Wenn die Charaktere in den Kämpfen einigermaßen ausgeglichen sind, dann freut es mich im Sinne der Balance, wenn die Möglichkeiten außerhalb der Kämpfe auch halbwegs balanciert sind. Das kann entweder über klar zugeordnete Spezialisierungen erfolgen (Sozialcharakter, Wildnischaraker, Einbrecher, Scout, Magie- und Wissensexperte), oder über einen Mechanismus, der eine Nichtkampfsituation zur Gruppenaufgabe ähnlich der Kämpfe macht, zu der jeder Charakter etwas beitragen kann (in der 4e also die Skill Challenge). Auch hier gilt natürlich, dass kreative Spieler mehr aus ihren Charakteren herausholen können als zurückhaltende oder uninteressierte - aber wieder sind die Chancen prinzipiell gleich, egal welche Klasse gewählt wird, etwas Signifikantes zum Abenteuer beizutragen.
Ob in der Fantasyliteratur ein Ungleichgewicht zwischen Schwert und Zauberei vorherrscht, interessiert mich dabei ehrlich gesagt wenig. Zum einen dreht sich viel Fantasy, die ich kenne, erstmal um Schwertkämpfer als Protagonisten, und die Zauberer sind lediglich Bösewichte. Wollte man sich daran halten, dann gäbe es bald nur noch Kämpfer, Barbaren und Diebe, vielleicht bestenfalls Halbzauberer (Vorbild Grauer Mausling) und Ritualmagier (Elric), aber keine Blitze schleudernden, steinhautgeschützten, fliegenden Supermagier.
Wenn man nach Vorbild der Fantasyliteratur einen magischen Superbösewicht bauen will, gibt es andere Optionen. Es gibt D&D-Varianten (4e) oder D&D-artige Spiele (13th Age), in denen Monster/Antagonisten nach anderen Mechanismen aufgebaut werden als die Helden. In AD&D besteht immerhin schon die Möglichkeit, Monstern jede Menge Sonderfähigkeiten im Ausgleich gegen höhere XP-Werte zu geben. Selbst in 3e gibt es NPC-Klassen, wenngleich dort natürlich dem gedanken der universellen Gleichheit des Kreaturenaufbaus gehuldigt wird.
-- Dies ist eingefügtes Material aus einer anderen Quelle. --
//! Routes inbound data packets by topic and message type.

use std::sync::Arc;

use slate_channels::{DataPacket, InboundReceiver};
use slate_core::change::ChangeAction;
use slate_core::error::SlateError;
use slate_core::protocol::{parse_action_result, parse_image_request, parse_project};
use tracing::{debug, info, warn};

use crate::feedback::FeedbackTrigger;
use crate::session::SessionContext;

/// What the dispatcher did with a packet.
#[derive(Debug, Clone, PartialEq)]
pub enum Route {
    /// Sent by the local participant; ignored.
    Echo,
    /// A teacher action result; `resolved` is false for unknown ids.
    ActionResult { resolved: bool },
    ImageFeedback,
    /// Image request without a usable image, answered from the last board.
    RequestedFeedback,
    /// Board update stored and feedback rescheduled.
    ProjectUpdate(ChangeAction),
    Dropped,
}

pub struct Dispatcher {
    ctx: Arc<SessionContext>,
}

impl Dispatcher {
    pub fn new(ctx: Arc<SessionContext>) -> Self {
        Self { ctx }
    }

    /// Drain `rx` until every sender is gone.
    pub async fn run(self, mut rx: InboundReceiver) {
        while let Some(packet) = rx.recv().await {
            self.handle(&packet);
        }
        debug!("Inbound channel closed");
    }

    /// Handle one packet. Never fails; problems are logged and the packet
    /// dropped.
    pub fn handle(&self, packet: &DataPacket) -> Route {
        let topic = packet.topic();
        let sender = packet.sender();

        let local = self.ctx.local_identity();
        if local.is_some() && packet.sender == local {
            debug!(topic, sender, "Whiteboard: ignoring local echo");
            return Route::Echo;
        }

        let topics = &self.ctx.topics;
        if topic == topics.action_result {
            return self.handle_action_result(packet);
        }
        if topic == topics.image {
            return self.handle_image_request(packet);
        }
        if topics.project.iter().any(|t| t == topic) {
            return self.handle_project(packet);
        }

        debug!(topic, sender, "Dropping packet on unrouted topic");
        Route::Dropped
    }

    fn handle_action_result(&self, packet: &DataPacket) -> Route {
        match parse_action_result(&packet.data) {
            Ok(result) => Route::ActionResult {
                resolved: self.ctx.teacher_actions.resolve(result),
            },
            Err(e) => {
                debug!("Teacher actions: ignored malformed action result payload: {e}");
                Route::Dropped
            }
        }
    }

    fn handle_image_request(&self, packet: &DataPacket) -> Route {
        let sender = packet.sender().to_string();
        match parse_image_request(&packet.data) {
            Ok(data_url) => {
                self.ctx.feedback.schedule_image(data_url, sender);
                return Route::ImageFeedback;
            }
            Err(SlateError::Json(e)) => warn!("Whiteboard image: failed to parse JSON: {e}"),
            Err(e) => warn!("Whiteboard image: {e}"),
        }

        match self.ctx.store.latest() {
            Some(project) => {
                self.ctx
                    .feedback
                    .schedule_debounced(project, FeedbackTrigger::Requested, sender);
                Route::RequestedFeedback
            }
            None => {
                warn!("Whiteboard image: received request but no image and no cached project");
                Route::Dropped
            }
        }
    }

    fn handle_project(&self, packet: &DataPacket) -> Route {
        let project = match parse_project(&packet.data) {
            Ok(project) => project,
            Err(SlateError::Json(e)) => {
                warn!(topic = packet.topic(), "Whiteboard: failed to parse packet JSON: {e}");
                return Route::Dropped;
            }
            Err(e) => {
                debug!(topic = packet.topic(), "Whiteboard: ignored non-project message: {e}");
                return Route::Dropped;
            }
        };

        let action = self.ctx.store.apply(&project);
        info!(
            strokes = project.strokes.len(),
            texts = project.texts.len(),
            sender = packet.sender(),
            topic = packet.topic(),
            action = %action,
            "Whiteboard: received board update"
        );
        self.ctx.feedback.schedule_debounced(
            project,
            FeedbackTrigger::Change(action),
            packet.sender().to_string(),
        );
        Route::ProjectUpdate(action)
    }
}

#[cfg(test)]
mod tests {
    use super::*;
    use crate::reply::RecordingReplyGenerator;
    use serde_json::json;
    use slate_channels::MemoryChannel;
    use slate_core::config::Config;
    use slate_core::session::SessionMetadata;

    fn dispatcher() -> (Dispatcher, Arc<SessionContext>) {
        let (channel, _rx) = MemoryChannel::new("agent");
        let ctx = SessionContext::new(
            Arc::new(Config::default()),
            SessionMetadata::with_role("student"),
            Arc::new(channel),
            Arc::new(RecordingReplyGenerator::new()),
        );
        (Dispatcher::new(ctx.clone()), ctx)
    }

    fn packet(topic: &str, sender: &str, value: serde_json::Value) -> DataPacket {
        DataPacket::new(topic, sender, serde_json::to_vec(&value).unwrap())
    }

    #[tokio::test]
    async fn test_echo_suppressed_before_routing() {
        let (dispatcher, ctx) = dispatcher();
        let route = dispatcher.handle(&packet(
            "ai_tutor_whiteboard",
            "agent",
            json!({"type": "project", "payload": {"strokes": [{"id": "a"}]}}),
        ));
        assert_eq!(route, Route::Echo);
        assert!(!ctx.store.has_project());
    }

    #[tokio::test]
    async fn test_project_update_classified() {
        let (dispatcher, ctx) = dispatcher();
        let first = packet(
            "alluwal_whiteboard",
            "student",
            json!({"type": "project", "payload": {"strokes": [{"id": "a", "points": []}]}}),
        );
        assert_eq!(dispatcher.handle(&first), Route::ProjectUpdate(ChangeAction::Started));
        let second = packet(
            "ai_tutor_whiteboard",
            "student",
            json!({"type": "project", "payload": {"strokes": [], "texts": null}}),
        );
        assert_eq!(dispatcher.handle(&second), Route::ProjectUpdate(ChangeAction::Cleared));
        assert!(ctx.feedback.is_pending());
        ctx.shutdown();
    }

    #[tokio::test]
    async fn test_invalid_packets_dropped() {
        let (dispatcher, ctx) = dispatcher();
        let raw = DataPacket::new("ai_tutor_whiteboard", "student", b"{oops".to_vec());
        assert_eq!(dispatcher.handle(&raw), Route::Dropped);
        let permission = packet(
            "ai_tutor_whiteboard",
            "student",
            json!({"type": "student_drawing_permission", "payload": {"enabled": true}}),
        );
        assert_eq!(dispatcher.handle(&permission), Route::Dropped);
        let bad_texts = packet(
            "ai_tutor_whiteboard",
            "student",
            json!({"type": "project", "payload": {"strokes": [], "texts": 3}}),
        );
        assert_eq!(dispatcher.handle(&bad_texts), Route::Dropped);
        assert_eq!(dispatcher.handle(&packet("chat", "student", json!({}))), Route::Dropped);
        assert!(!ctx.store.has_project());
    }

    #[tokio::test]
    async fn test_image_request_routes() {
        let (dispatcher, ctx) = dispatcher();
        let no_image = packet("whiteboard_image", "student", json!({"image_base64": "%%%"}));
        assert_eq!(dispatcher.handle(&no_image), Route::Dropped);

        dispatcher.handle(&packet(
            "ai_tutor_whiteboard",
            "student",
            json!({"type": "project", "payload": {"strokes": []}}),
        ));
        assert_eq!(dispatcher.handle(&no_image), Route::RequestedFeedback);

        let image = packet("whiteboard_image", "student", json!({"image_base64": "aGVsbG8="}));
        assert_eq!(dispatcher.handle(&image), Route::ImageFeedback);
        ctx.shutdown();
    }

    #[tokio::test]
    async fn test_unknown_action_result() {
        let (dispatcher, _ctx) = dispatcher();
        let result = packet(
            "ai_tutor_teacher_action_results",
            "teacher-app",
            json!({"type": "teacher_action_result", "payload": {"requestId": "nope", "success": true}}),
        );
        assert_eq!(dispatcher.handle(&result), Route::ActionResult { resolved: false });
        let malformed = packet("ai_tutor_teacher_action_results", "teacher-app", json!({"type": "x"}));
        assert_eq!(dispatcher.handle(&malformed), Route::Dropped);
    }
}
Durch unterschiedliche Mechanismen für SCs und NSCs/Kreaturen ist es möglich, Erzbösewichte zu bauen, die über "magische" Fähigkeiten verfügen, die nicht auf das Level der SCs beschränkt sind, sondern ihre Funktion als Antagonist einer Abenteurergruppe erfüllen.
Klar gibt es mittlerweile auch jede Menge Fantasy über Magier, deren Fähigkeiten die ihrer mundanen Gefährten weit übertreffen, aber das bringt mich zu meinem Hauptpunkt: Fantasyliteratur ist eine Inspirationsquelle - aber nicht jede Fantasyliteratur muss ich nachspielen, und nicht jede mit D&D. In der Fantasyliteratur muss es keine Balance geben, weil der Autor nach dramaturgischen Gesichtspunkten ausgleicht. Das ist wie in Superheldencomics: Superman/der Supermagier kämpft gegen den Riesensaurier/den Drachen, und Green Arrow schnappt den irren Wissenschaftler, der ihn geklont hat bzw. der Kämpfer prügelt sich mit dem Koboldhäuptling, der den Drachenkult anführt. So hat jeder seinen tollen Auftritt, weil der Autor das so arrangiert hat.
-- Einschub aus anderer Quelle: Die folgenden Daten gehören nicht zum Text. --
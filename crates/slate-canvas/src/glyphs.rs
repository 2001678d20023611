//! 5x7 bitmap glyphs, used for board text when no TrueType font is available.
//!
//! Each glyph is seven rows of five bits, most significant bit leftmost.
//! Lowercase letters render with their uppercase shapes.

pub const GLYPH_WIDTH: u32 = 5;
pub const GLYPH_HEIGHT: u32 = 7;
/// Horizontal advance per character, in glyph cells.
pub const ADVANCE: u32 = 6;
/// Vertical advance per line, in glyph cells.
pub const LINE_HEIGHT: u32 = 9;

/// Drawn for characters without a glyph.
pub const MISSING: [u8; 7] = [
    0b11111, 0b10001, 0b10001, 0b10001, 0b10001, 0b10001, 0b11111,
];

pub fn glyph(c: char) -> Option<[u8; 7]> {
    let c = c.to_ascii_uppercase();
    let rows = match c {
        ' ' => [0, 0, 0, 0, 0, 0, 0],
        '0' => [0b01110, 0b10001, 0b10011, 0b10101, 0b11001, 0b10001, 0b01110],
        '1' => [0b00100, 0b01100, 0b00100, 0b00100, 0b00100, 0b00100, 0b01110],
        '2' => [0b01110, 0b10001, 0b00001, 0b00010, 0b00100, 0b01000, 0b11111],
        '3' => [0b11111, 0b00010, 0b00100, 0b00010, 0b00001, 0b10001, 0b01110],
        '4' => [0b00010, 0b00110, 0b01010, 0b10010, 0b11111, 0b00010, 0b00010],
        '5' => [0b11111, 0b10000, 0b11110, 0b00001, 0b00001, 0b10001, 0b01110],
        '6' => [0b00110, 0b01000, 0b10000, 0b11110, 0b10001, 0b10001, 0b01110],
        '7' => [0b11111, 0b00001, 0b00010, 0b00100, 0b01000, 0b01000, 0b01000],
        '8' => [0b01110, 0b10001, 0b10001, 0b01110, 0b10001, 0b10001, 0b01110],
        '9' => [0b01110, 0b10001, 0b10001, 0b01111, 0b00001, 0b00010, 0b01100],
        'A' => [0b01110, 0b10001, 0b10001, 0b10001, 0b11111, 0b10001, 0b10001],
        'B' => [0b11110, 0b10001, 0b10001, 0b11110, 0b10001, 0b10001, 0b11110],
        'C' => [0b01110, 0b10001, 0b10000, 0b10000, 0b10000, 0b10001, 0b01110],
        'D' => [0b11100, 0b10010, 0b10001, 0b10001, 0b10001, 0b10010, 0b11100],
        'E' => [0b11111, 0b10000, 0b10000, 0b11110, 0b10000, 0b10000, 0b11111],
        'F' => [0b11111, 0b10000, 0b10000, 0b11110, 0b10000, 0b10000, 0b10000],
        'G' => [0b01110, 0b10001, 0b10000, 0b10111, 0b10001, 0b10001, 0b01111],
        'H' => [0b10001, 0b10001, 0b10001, 0b11111, 0b10001, 0b10001, 0b10001],
        'I' => [0b01110, 0b00100, 0b00100, 0b00100, 0b00100, 0b00100, 0b01110],
        'J' => [0b00111, 0b00010, 0b00010, 0b00010, 0b00010, 0b10010, 0b01100],
        'K' => [0b10001, 0b10010, 0b10100, 0b11000, 0b10100, 0b10010, 0b10001],
        'L' => [0b10000, 0b10000, 0b10000, 0b10000, 0b10000, 0b10000, 0b11111],
        'M' => [0b10001, 0b11011, 0b10101, 0b10101, 0b10001, 0b10001, 0b10001],
        'N' => [0b10001, 0b10001, 0b11001, 0b10101, 0b10011, 0b10001, 0b10001],
        'O' => [0b01110, 0b10001, 0b10001, 0b10001, 0b10001, 0b10001, 0b01110],
        'P' => [0b11110, 0b10001, 0b10001, 0b11110, 0b10000, 0b10000, 0b10000],
        'Q' => [0b01110, 0b10001, 0b10001, 0b10001, 0b10101, 0b10010, 0b01101],
        'R' => [0b11110, 0b10001, 0b10001, 0b11110, 0b10100, 0b10010, 0b10001],
        'S' => [0b01111, 0b10000, 0b10000, 0b01110, 0b00001, 0b00001, 0b11110],
        'T' => [0b11111, 0b00100, 0b00100, 0b00100, 0b00100, 0b00100, 0b00100],
        'U' => [0b10001, 0b10001, 0b10001, 0b10001, 0b10001, 0b10001, 0b01110],
        'V' => [0b10001, 0b10001, 0b10001, 0b10001, 0b10001, 0b01010, 0b00100],
        'W' => [0b10001, 0b10001, 0b10001, 0b10101, 0b10101, 0b10101, 0b01010],
        'X' => [0b10001, 0b10001, 0b01010, 0b00100, 0b01010, 0b10001, 0b10001],
        'Y' => [0b10001, 0b10001, 0b10001, 0b01010, 0b00100, 0b00100, 0b00100],
        'Z' => [0b11111, 0b00001, 0b00010, 0b00100, 0b01000, 0b10000, 0b11111],
        '+' => [0b00000, 0b00100, 0b00100, 0b11111, 0b00100, 0b00100, 0b00000],
        '-' => [0b00000, 0b00000, 0b00000, 0b11111, 0b00000, 0b00000, 0b00000],
        '=' => [0b00000, 0b00000, 0b11111, 0b00000, 0b11111, 0b00000, 0b00000],
        '*' | '×' => [0b00000, 0b10001, 0b01010, 0b00100, 0b01010, 0b10001, 0b00000],
        '÷' => [0b00000, 0b00100, 0b00000, 0b11111, 0b00000, 0b00100, 0b00000],
        '/' => [0b00001, 0b00001, 0b00010, 0b00100, 0b01000, 0b10000, 0b10000],
        '\\' => [0b10000, 0b10000, 0b01000, 0b00100, 0b00010, 0b00001, 0b00001],
        '^' => [0b00100, 0b01010, 0b10001, 0b00000, 0b00000, 0b00000, 0b00000],
        '_' => [0b00000, 0b00000, 0b00000, 0b00000, 0b00000, 0b00000, 0b11111],
        '(' => [0b00010, 0b00100, 0b01000, 0b01000, 0b01000, 0b00100, 0b00010],
        ')' => [0b01000, 0b00100, 0b00010, 0b00010, 0b00010, 0b00100, 0b01000],
        '[' => [0b01110, 0b01000, 0b01000, 0b01000, 0b01000, 0b01000, 0b01110],
        ']' => [0b01110, 0b00010, 0b00010, 0b00010, 0b00010, 0b00010, 0b01110],
        '{' => [0b00110, 0b00100, 0b00100, 0b01000, 0b00100, 0b00100, 0b00110],
        '}' => [0b01100, 0b00100, 0b00100, 0b00010, 0b00100, 0b00100, 0b01100],
        '<' => [0b00010, 0b00100, 0b01000, 0b10000, 0b01000, 0b00100, 0b00010],
        '>' => [0b01000, 0b00100, 0b00010, 0b00001, 0b00010, 0b00100, 0b01000],
        '.' => [0b00000, 0b00000, 0b00000, 0b00000, 0b00000, 0b01100, 0b01100],
        ',' => [0b00000, 0b00000, 0b00000, 0b00000, 0b01100, 0b00100, 0b01000],
        ':' => [0b00000, 0b01100, 0b01100, 0b00000, 0b01100, 0b01100, 0b00000],
        ';' => [0b00000, 0b01100, 0b01100, 0b00000, 0b01100, 0b00100, 0b01000],
        '!' => [0b00100, 0b00100, 0b00100, 0b00100, 0b00100, 0b00000, 0b00100],
        '?' => [0b01110, 0b10001, 0b00001, 0b00010, 0b00100, 0b00000, 0b00100],
        '\'' => [0b00100, 0b00100, 0b01000, 0b00000, 0b00000, 0b00000, 0b00000],
        '"' => [0b01010, 0b01010, 0b00000, 0b00000, 0b00000, 0b00000, 0b00000],
        '%' => [0b11000, 0b11001, 0b00010, 0b00100, 0b01000, 0b10011, 0b00011],
        '#' => [0b01010, 0b01010, 0b11111, 0b01010, 0b11111, 0b01010, 0b01010],
        '|' => [0b00100, 0b00100, 0b00100, 0b00100, 0b00100, 0b00100, 0b00100],
        '~' => [0b00000, 0b00000, 0b01000, 0b10101, 0b00010, 0b00000, 0b00000],
        _ => return None,
    };
    Some(rows)
}

/// Whether the cell at (`col`, `row`) of a glyph is inked.
pub fn is_set(rows: &[u8; 7], col: u32, row: u32) -> bool {
    col < GLYPH_WIDTH && (row as usize) < rows.len() && rows[row as usize] & (1 << (GLYPH_WIDTH - 1 - col)) != 0
}

#[cfg(test)]
mod tests {
    use super::*;

    #[test]
    fn test_lowercase_maps_to_uppercase() {
        assert_eq!(glyph('x'), glyph('X'));
        assert!(glyph('q').is_some());
    }

    #[test]
    fn test_space_is_blank_and_unknown_is_none() {
        assert_eq!(glyph(' '), Some([0; 7]));
        assert_eq!(glyph('λ'), None);
    }

    #[test]
    fn test_is_set() {
        let one = glyph('1').unwrap();
        assert!(is_set(&one, 2, 0));
        assert!(!is_set(&one, 0, 0));
        assert!(!is_set(&one, 5, 0));
        assert!(!is_set(&one, 0, 7));
    }
}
Ob das aber in einem Rollenspiel so klappt, wage ich zu bezweifeln - und wenn, dann setzt es massive Spielleitereingriffe voraus und/oder eine hohe Aufmerksamkeit der Spieler, welche Aufgaben für ihre Charaktere angemessen sind, die mit einer Bereitschaft einhergeht, sich bei den einfacheren Aufgaben für die schwächeren Klassen zurückzuhalten. Im Zweifelsfall ist mir da ein Balancing in der Mechanik lieber.
Natürlich gibt es Rollenspiele, bei denen für mich nicht das gemeinsame Teamwork zur Lösung einer Aufgabe mit Kämpfen als Hindernissen im Vordergrund steht - für solche Rollenspiele hat Balancing dann keine oder eine andere Bedeutung. Aber von denen rede ich hier nicht.